ということは「国語の読解力テスト」は、外国籍の受験者が混じることが多い諸外国よりも、遥かに有利な条件で受験しているのが日本の高校生ということになる。
「読む力=読解力」とすれば、残念ながら日本の高校生は、相当残念な状況にある、と考えても良いのではないだろうか?

「データを分析する」場合、比較対象となるべきデータの条件をそろえる必要がある。
単純に「国語=母語」として考えた場合、上述した通り日本はある意味特殊な環境である、と考えるべきなのだ。
そのような特殊な環境にありながら、「読む力は安定的に高いが、必要な情報を探し出すことが苦手」ということ自体、相当ショッキングなことだととらえる必要があると思う。
何故なら、「文章を読んでも、その内容を十分理解し、把握できていない」ということになるからだ。

これらはPCなどのデジタルを活用していないために、成績が良くなかった、という理由にはならない。
何故なら、最初の前提となる条件と関係が無いからだ。
操作に慣れていないから、入力ミスがあったというのであれば、それは過去のデータ分析やアルゴリズムなどから、ある程度の「ミスタッチによる不正解率」がはじき出され、修正ができる範囲だと考えられるからだ。
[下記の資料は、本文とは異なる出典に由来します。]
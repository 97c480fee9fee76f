// src/middleware/json.rs

use axum::extract::{FromRequest, FromRequestParts, Request};
use axum::Json;
use serde::de::DeserializeOwned;

use crate::common::error::{ApiError, AppError};
use crate::config::AppState;
use crate::middleware::i18n::Locale;

// `Json` whose rejections (bad syntax, missing fields, wrong content type)
// come back in the API's `{"detail": ...}` shape, in the caller's language.
#[derive(Debug, Clone)]
pub struct AppJson<T>(pub T);

impl<T> FromRequest<AppState> for AppJson<T>
where
    T: DeserializeOwned,
{
    type Rejection = ApiError;

    async fn from_request(req: Request, state: &AppState) -> Result<Self, Self::Rejection> {
        let (mut parts, body) = req.into_parts();
        let Ok(locale) = Locale::from_request_parts(&mut parts, state).await;
        let req = Request::from_parts(parts, body);

        match Json::<T>::from_request(req, state).await {
            Ok(Json(value)) => Ok(AppJson(value)),
            Err(rejection) => Err(AppError::MalformedBody {
                status: rejection.status(),
                reason: rejection.body_text(),
            }
                .to_api_error(&locale, &state.i18n)),
        }
    }
}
一番の問題は、諸外国よりも有利な条件の中で「文字は読めても、その文章の内容を十分理解できていない」ということではないだろうか?PCの画面に表示される文章であっても、紙に書かれた文章であっても、その違いによる「読解力」に差が出てくるわけではない。
もし、文科省が「読む力は安定して高いが、情報などを探し解答する力が弱い」などと分析をしているとすれば、相当見当はずれな分析だと思う。

もう一つ気になるのは、今回テストの対象となった科目のグラフだ。
日本の場合、年度によって極端な差が出ていることを考えると、「ゆとり教育」云々ではないような気がする
ここまで年度ごとに大きな違いが出ているとなると、文科省の教育指針の方向性が定まず、子供たちを翻弄しているのでは?という気がするのだ。